Singapore Elections

The Singapore elections has officially concluded. The only fun part of it was in guessing the final results with my friends, and eventually winning the prediction with no errors at all. It isn’t difficult to predict the result if you just think of it as a credibility issue; which parties are credible enough for the public to have confidence in choosing it over the incumbent.

Lately I have gotten really sick of all the election news around social media. I mean, it has concluded, and the fight should have stopped already. Never mind that people haven’t learnt to respect other people’s political views.

There’s a lot of little movements here and there, and it is really irritating to see people signing petitions being upset that the police came in to intervene based on the crowd present during the signing of the petition.

First off, the petition is an act against the very democracy those people claim to be protecting. On polling day, everyone has one vote and everyone has decided whether they want to vote for the incumbent, the opponent or void their vote. No matter what reason you have, unless there is fraud, the winner has been democratically chosen. Signing a petition is like not recognizing the right of everyone else to have their own decision. It’s like, my favourite politician just lost, let’s have a petition so everyone can re-vote again. Childish and shows a lack of respect for people who think the opponent is better.

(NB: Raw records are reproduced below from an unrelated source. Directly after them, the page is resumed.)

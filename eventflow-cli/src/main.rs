//! eventflow CLI - EventFlow backend host
//!
//! - `serve`: connect to the database and run the HTTP backend
//! - `check`: verify the database is reachable, then release it
//! - `config`: inspect the effective configuration

use std::path::PathBuf;

use anyhow::Result;
use clap::{Parser, Subcommand, ValueEnum};

mod commands;
mod tracing_setup;

#[derive(Parser, Debug)]
#[command(
    name = "eventflow",
    author,
    version,
    about = "EventFlow backend: database lifecycle and HTTP host",
    long_about = "Connects to the EventFlow database on startup, serves the HTTP backend, \
                  and releases the connection on Ctrl+C or SIGTERM."
)]
struct Cli {
    /// Enable debug logging
    #[arg(long, global = true)]
    debug: bool,

    /// Config file (default: ~/.eventflow/config.toml)
    #[arg(long, global = true, value_name = "PATH")]
    config: Option<PathBuf>,

    #[command(subcommand)]
    command: Commands,
}

#[derive(Subcommand, Debug)]
enum Commands {
    /// Run the HTTP backend until Ctrl+C/SIGTERM
    Serve(commands::serve::ServeArgs),
    /// Connect to the database, ping it, and disconnect
    Check(commands::check::CheckArgs),
    /// Inspect configuration (show, path)
    Config(commands::config::ConfigArgs),
    /// Generate shell completion scripts
    Completions(CompletionsArgs),
}

#[derive(Parser, Debug)]
struct CompletionsArgs {
    /// Shell to generate completions for
    #[arg(value_enum)]
    shell: Shell,
}

#[derive(ValueEnum, Debug, Clone, Copy)]
#[allow(clippy::enum_variant_names)] // PowerShell is a proper noun, not a suffix
enum Shell {
    Bash,
    Zsh,
    Fish,
    PowerShell,
    Elvish,
}

#[tokio::main]
async fn main() -> Result<()> {
    let cli = Cli::parse();

    tracing_setup::init(&tracing_setup::TracingConfig { debug: cli.debug }).ok();
    for path in eventflow_server::load_dotenv() {
        tracing::debug!("loaded environment from {}", path.display());
    }

    let config_path = cli.config.as_deref();
    match cli.command {
        Commands::Serve(args) => commands::run_serve(args, config_path).await?,
        Commands::Check(args) => commands::run_check(args, config_path).await?,
        Commands::Config(args) => commands::run_config(args, config_path)?,
        Commands::Completions(args) => run_completions(args)?,
    }
    Ok(())
}

fn run_completions(args: CompletionsArgs) -> Result<()> {
    use clap::CommandFactory;
    use clap_complete::{generate, Shell as CompletionShell};
    use std::io;

    let mut cmd = Cli::command();
    let bin_name = cmd.get_name().to_string();

    let shell = match args.shell {
        Shell::Bash => CompletionShell::Bash,
        Shell::Zsh => CompletionShell::Zsh,
        Shell::Fish => CompletionShell::Fish,
        Shell::PowerShell => CompletionShell::PowerShell,
        Shell::Elvish => CompletionShell::Elvish,
    };

    generate(shell, &mut cmd, bin_name, &mut io::stdout());

    Ok(())
}
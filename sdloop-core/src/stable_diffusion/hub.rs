use std::path::{Path, PathBuf};

use anyhow::{anyhow, Context, Result};
use hf_hub::{api::tokio::Api, Cache};
use tracing::debug;

/// Resolves repository files from a local diffusers directory, the Hugging Face cache (offline),
/// or the hub.
pub(crate) struct Hub {
    api: Api,
    cache: Cache,
    offline: bool,
}

impl Hub {
    pub(crate) fn new(api: Api, offline: bool) -> Self {
        Self {
            api,
            cache: Cache::from_env(),
            offline,
        }
    }

    pub(crate) async fn get(&self, repo: &str, file: &str) -> Result<PathBuf> {
        let local = Path::new(repo);
        if local.is_dir() {
            let path = local.join(file);
            return if path.is_file() {
                Ok(path)
            } else {
                Err(anyhow!("{} does not exist", path.display()))
            };
        }

        if self.offline {
            return self
                .cache
                .model(repo.to_string())
                .get(file)
                .ok_or_else(|| anyhow!("{file} from {repo} is not in the local cache"));
        }

        self.api
            .model(repo.to_string())
            .get(file)
            .await
            .with_context(|| format!("failed to get {file} from {repo}"))
    }

    /// `{stem}.fp16.safetensors` when `prefer_fp16` and available, `{stem}.safetensors` otherwise.
    pub(crate) async fn weights(&self, repo: &str, stem: &str, prefer_fp16: bool) -> Result<PathBuf> {
        if prefer_fp16 {
            match self.get(repo, &format!("{stem}.fp16.safetensors")).await {
                Ok(path) => return Ok(path),
                Err(err) => debug!(repo, stem, "no fp16 weights, falling back: {err:#}"),
            }
        }
        self.get(repo, &format!("{stem}.safetensors")).await
    }
}
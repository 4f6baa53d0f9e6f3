#![cfg(unix)]

use std::path::{Path, PathBuf};

use sdloop_adapter::{Adapter, AdapterConfig, AdapterError, ModelPreset, PipelineCommand};
use sdloop_core::Mode;

/// Speaks the pipeline protocol without loading a model: each generation writes
/// `prompt|seed` to the output path. A request with the prompt `die` makes it exit without
/// generating.
const FAKE_PIPELINE: &str = r#"
mode="$1"
log="$2"
shift 2
echo "launch $mode" >> "$log"
printf '%s\n' "${HF_HOME:-}" > "$log.hf_home"
interactive=0
while [ $# -gt 0 ]; do
    case "$1" in
        --prompt) prompt="$2"; shift 2 ;;
        --output) output="$2"; shift 2 ;;
        --seed) seed="$2"; shift 2 ;;
        --interactive) interactive=1; shift ;;
        *) shift ;;
    esac
done

generate() {
    printf '%s|%s\n' "$prompt" "$seed" > "$output"
}

generate
[ "$interactive" = 1 ] || exit 0
while :; do
    echo GENERATION_DONE
    echo "next prompt:"
    IFS= read -r prompt || exit 0
    [ "$prompt" = die ] && exit 5
    echo "next output:"
    IFS= read -r output || exit 0
    if [ "$mode" != t2i ]; then
        echo "init image:"
        IFS= read -r init || exit 0
    fi
    if [ "$mode" = inpaint ]; then
        echo "mask image:"
        IFS= read -r mask || exit 0
    fi
    seed=$((seed + 1))
    generate
done
"#;

fn fake_config(dir: &Path, keep_pipeline_running: bool) -> AdapterConfig {
    let script = dir.join("pipeline.sh");
    std::fs::write(&script, FAKE_PIPELINE).unwrap();
    let log = dir.join("launches.log");
    let command = |mode: &str| {
        PipelineCommand::new("/bin/sh").with_args([
            script.to_string_lossy().into_owned(),
            mode.to_string(),
            log.to_string_lossy().into_owned(),
        ])
    };
    AdapterConfig {
        text_to_image: command("t2i"),
        image_to_image: command("i2i"),
        inpaint: command("inpaint"),
        models: ModelPreset::sd15(),
        hf_home: None,
        keep_pipeline_running,
        extra_args: Vec::new(),
    }
}

fn launches(dir: &Path) -> Vec<String> {
    std::fs::read_to_string(dir.join("launches.log"))
        .map(|log| log.lines().map(|line| line.trim_end().to_string()).collect())
        .unwrap_or_default()
}

fn read(path: &Path) -> String {
    std::fs::read_to_string(path).unwrap().trim_end().to_string()
}

fn touch(dir: &Path, name: &str) -> PathBuf {
    let path = dir.join(name);
    std::fs::write(&path, b"png").unwrap();
    path
}

#[tokio::test]
async fn stateless_calls_launch_every_time() {
    let dir = tempfile::tempdir().unwrap();
    let mut adapter = Adapter::new(fake_config(dir.path(), false));

    let first = dir.path().join("1.jpg");
    let second = dir.path().join("2.jpg");
    adapter.text_to_image("a fox", &first, 3).await.unwrap();
    adapter.text_to_image("a hare", &second, 40).await.unwrap();

    assert_eq!(read(&first), "a fox|3");
    assert_eq!(read(&second), "a hare|40");
    assert_eq!(launches(dir.path()).len(), 2);
    assert_eq!(adapter.current_pipeline(), None);
}

#[tokio::test]
async fn running_pipeline_is_reused() {
    let dir = tempfile::tempdir().unwrap();
    let mut adapter = Adapter::new(fake_config(dir.path(), true));

    for (i, seed) in [7, 8, 9].into_iter().enumerate() {
        let output = dir.path().join(format!("{i}.jpg"));
        adapter
            .text_to_image(&format!("frame {i}"), &output, seed)
            .await
            .unwrap();
        assert_eq!(read(&output), format!("frame {i}|{seed}"));
    }

    assert_eq!(launches(dir.path()), ["launch t2i"]);
    assert_eq!(adapter.current_pipeline(), Some(Mode::TextToImage));
    adapter.shutdown().await.unwrap();
    assert_eq!(adapter.current_pipeline(), None);
}

#[tokio::test]
async fn reused_pipeline_keeps_its_own_seed_sequence() {
    let dir = tempfile::tempdir().unwrap();
    let mut adapter = Adapter::new(fake_config(dir.path(), true));

    let first = dir.path().join("1.jpg");
    let second = dir.path().join("2.jpg");
    adapter.text_to_image("a", &first, 7).await.unwrap();
    adapter.text_to_image("b", &second, 100).await.unwrap();

    assert_eq!(read(&second), "b|8");
    adapter.shutdown().await.unwrap();
}

#[tokio::test]
async fn switching_kind_relaunches() {
    let dir = tempfile::tempdir().unwrap();
    let mut adapter = Adapter::new(fake_config(dir.path(), true));
    let init = touch(dir.path(), "init.png");
    let mask = touch(dir.path(), "mask.png");

    adapter
        .text_to_image("a boat", &dir.path().join("1.jpg"), 1)
        .await
        .unwrap();
    adapter
        .image_to_image("a boat at night", &init, &dir.path().join("2.jpg"), 2, 0.3)
        .await
        .unwrap();
    assert_eq!(adapter.current_pipeline(), Some(Mode::ImageToImage));

    // Same kind but another strength needs new launch flags.
    adapter
        .image_to_image("a boat in fog", &init, &dir.path().join("3.jpg"), 3, 0.6)
        .await
        .unwrap();
    adapter
        .inpaint("a red sail", &init, &mask, &dir.path().join("4.jpg"), 4)
        .await
        .unwrap();
    adapter
        .inpaint("a blue sail", &init, &mask, &dir.path().join("5.jpg"), 5)
        .await
        .unwrap();

    assert_eq!(
        launches(dir.path()),
        ["launch t2i", "launch i2i", "launch i2i", "launch inpaint"]
    );
    assert_eq!(read(&dir.path().join("5.jpg")), "a blue sail|5");
    adapter.shutdown().await.unwrap();
}

#[tokio::test]
async fn missing_init_image_is_rejected_before_launch() {
    let dir = tempfile::tempdir().unwrap();
    let mut adapter = Adapter::new(fake_config(dir.path(), true));
    let init = dir.path().join("absent.png");

    let err = adapter
        .image_to_image("p", &init, &dir.path().join("out.jpg"), 1, 0.3)
        .await
        .unwrap_err();

    assert!(matches!(err, AdapterError::MissingInput(path) if path == init));
    assert!(launches(dir.path()).is_empty());
}

#[tokio::test]
async fn multi_line_prompts_are_flattened() {
    let dir = tempfile::tempdir().unwrap();
    let mut adapter = Adapter::new(fake_config(dir.path(), true));

    let first = dir.path().join("1.jpg");
    let second = dir.path().join("2.jpg");
    adapter.text_to_image("a cat\non a mat", &first, 1).await.unwrap();
    adapter.text_to_image("a dog\r\nin fog", &second, 2).await.unwrap();

    assert_eq!(read(&first), "a cat on a mat|1");
    assert_eq!(read(&second), "a dog  in fog|2");
    assert_eq!(launches(dir.path()).len(), 1);
    adapter.shutdown().await.unwrap();
}

#[tokio::test]
async fn hf_home_is_exported() {
    let dir = tempfile::tempdir().unwrap();
    let mut config = fake_config(dir.path(), false);
    config.hf_home = Some(PathBuf::from("/srv/hf"));
    let mut adapter = Adapter::new(config);

    adapter
        .text_to_image("p", &dir.path().join("out.jpg"), 1)
        .await
        .unwrap();

    assert_eq!(read(&dir.path().join("launches.log.hf_home")), "/srv/hf");
}

fn dying_config(keep_pipeline_running: bool) -> AdapterConfig {
    let command = PipelineCommand::new("/bin/sh").with_args(["-c", "exit 3"]);
    AdapterConfig {
        text_to_image: command.clone(),
        image_to_image: command.clone(),
        inpaint: command,
        models: ModelPreset::sd15(),
        hf_home: None,
        keep_pipeline_running,
        extra_args: Vec::new(),
    }
}

#[tokio::test]
async fn pipeline_dying_before_done_is_reported() {
    let dir = tempfile::tempdir().unwrap();
    let mut adapter = Adapter::new(dying_config(true));

    let err = adapter
        .text_to_image("p", &dir.path().join("out.jpg"), 1)
        .await
        .unwrap_err();

    assert!(matches!(
        err,
        AdapterError::PipelineExited {
            mode: Mode::TextToImage,
            ..
        }
    ));
    assert_eq!(adapter.current_pipeline(), None);
}

#[tokio::test]
async fn failed_stateless_run_is_reported() {
    let dir = tempfile::tempdir().unwrap();
    let mut adapter = Adapter::new(dying_config(false));

    let err = adapter
        .text_to_image("p", &dir.path().join("out.jpg"), 1)
        .await
        .unwrap_err();

    assert!(matches!(
        err,
        AdapterError::PipelineFailed {
            mode: Mode::TextToImage,
            ..
        }
    ));
}

#[tokio::test]
async fn missing_program_is_a_spawn_error() {
    let dir = tempfile::tempdir().unwrap();
    let config = AdapterConfig::from_bin_dir(dir.path(), ModelPreset::sd15(), false);
    let mut adapter = Adapter::new(config);

    let err = adapter
        .text_to_image("p", &dir.path().join("out.jpg"), 1)
        .await
        .unwrap_err();

    assert!(matches!(err, AdapterError::Spawn { .. }));
}

#[tokio::test]
async fn failed_running_pipeline_is_replaced() {
    let dir = tempfile::tempdir().unwrap();
    let mut adapter = Adapter::new(fake_config(dir.path(), true));

    adapter
        .text_to_image("first", &dir.path().join("1.jpg"), 1)
        .await
        .unwrap();
    let err = adapter
        .text_to_image("die", &dir.path().join("2.jpg"), 2)
        .await
        .unwrap_err();
    assert!(matches!(
        err,
        AdapterError::PipelineExited {
            mode: Mode::TextToImage,
            ..
        }
    ));
    assert_eq!(adapter.current_pipeline(), None);
    assert!(!dir.path().join("2.jpg").exists());

    let third = dir.path().join("3.jpg");
    adapter.text_to_image("third", &third, 3).await.unwrap();
    assert_eq!(read(&third), "third|3");
    assert_eq!(launches(dir.path()), ["launch t2i", "launch t2i"]);
    adapter.shutdown().await.unwrap();
}

#[tokio::test]
async fn paths_with_line_breaks_are_rejected() {
    let dir = tempfile::tempdir().unwrap();
    let mut adapter = Adapter::new(fake_config(dir.path(), true));
    let output = dir.path().join("out\nput.jpg");

    let err = adapter.text_to_image("p", &output, 1).await.unwrap_err();

    assert!(matches!(err, AdapterError::MultiLinePath(path) if path == output));
    assert!(launches(dir.path()).is_empty());
}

What is the point of a petition anyway. Assuming a by-election is called, using the same two politicians, will the results change. If we assume that everyone voted according to their wishes, the results will not change. If the results change, then it begs the question: Which stupid idiot suddenly changed his mind and why. Why didn’t he/she respect her vote and give it to the person he or she thinks can best serves her interest?

Even if people do change their vote, how does anyone know who will win? Even if the people who voided the vote had to choose, would they choose the politician you are supporting or would they choose the winner instead? In that way, the result would still be the same, but with a bigger gap.

If you argue that, “There are people who choose to vote for the opponent thinking that most people would vote for the incumbent”, and since now they know the result, they would change it, then it can be applied to any place and we might as well re-poll the whole country. Some people would definitely argue that a by-election should be done due to “the small difference in votes”. Then I might ask, how do we know how many people would change their votes and truly vote for who they wanted? How do we know that the number is not more than the difference? What if this number is more than 10% of the electorate? That way, even Aljunied deserves a by-election.

Besides, I’m confused. If you know how people voted, and then a by-election is called and hence you change your votes, is that democratic? It’s like voting with prior knowledge of how other people vote.

I’m also tired of the petition to remove Tin Pei Ling and put George Yeo instead. Do any of those people think before supporting such a petition? The movement against Tin Pei Ling is because people feel she is not good enough to be an MP, and hence when she won due to the GRC effect, it is undemocratic. I agree the GRC is not a good system, but putting George Yeo in does not make it more democratic. In fact it is an abuse of the system when you can swop MPs like that based on a petition of the few. It is also a mark of disrespect to those who voted for her. What if there were people who genuinely liked her? Just because your friends and family doesn’t share those views doesn’t mean no one has those views.

This election has also made me see how people are swayed by the media. The media is a crucial tool. It can propel a politician to fame and it can destroy him. Granted that ST isn’t exactly the best source of political news, but blindly following The Online Citizen or Temasek Review isn’t going to help. If I would want to rank the three together, I would put Temasek Review at the bottom. TOC and TR are openly anti-establishment, only writing articles for opposition and against the incumbent, and TR doesn’t have an editorial direction since anyone can contribute an article. In such a way the accuracy and integrity of the site is always in question.

Until now, we have people pointing fingers at each other, blaming the others for returning the government in power. The country is still divided along political views and I am not sure if that is the best for us.

What I think is this: If you are genuinely concerned with the GRC system and the gerrymandering that you are convinced that it exists, then lend your hand to the opposition so they can be stronger in the next election. An election is a logistics battle, so even if you are unfamiliar with national issues, you can help in putting up posters, giving out pamphlets etc. If you are smart and trained in an important field like economics and finance, then help to draft out policies and scrutinize existing policies. If you are smart and you have ideas, think of how to bring GRC down instead of claiming it to be unfair. The GRC system will remain until someone comes up with a method to have single seats and still solve the problem of minority representation. Personally I thought the government could top up the representation by adding NMP seats to prominent leaders of each community. Such suggestions do more good than just mere complaining that the ground isn’t level.

But please, the elections are over. Let us respect the results and respect our fellow Singaporeans who voted. We each have a vote, and our vote is equal. Our vote does not weigh more than the other person on the street. There is no such thing as four legs good, two legs better. Especially when you rail against unfair practices but practice such unfairness yourself. So please, let’s just move on.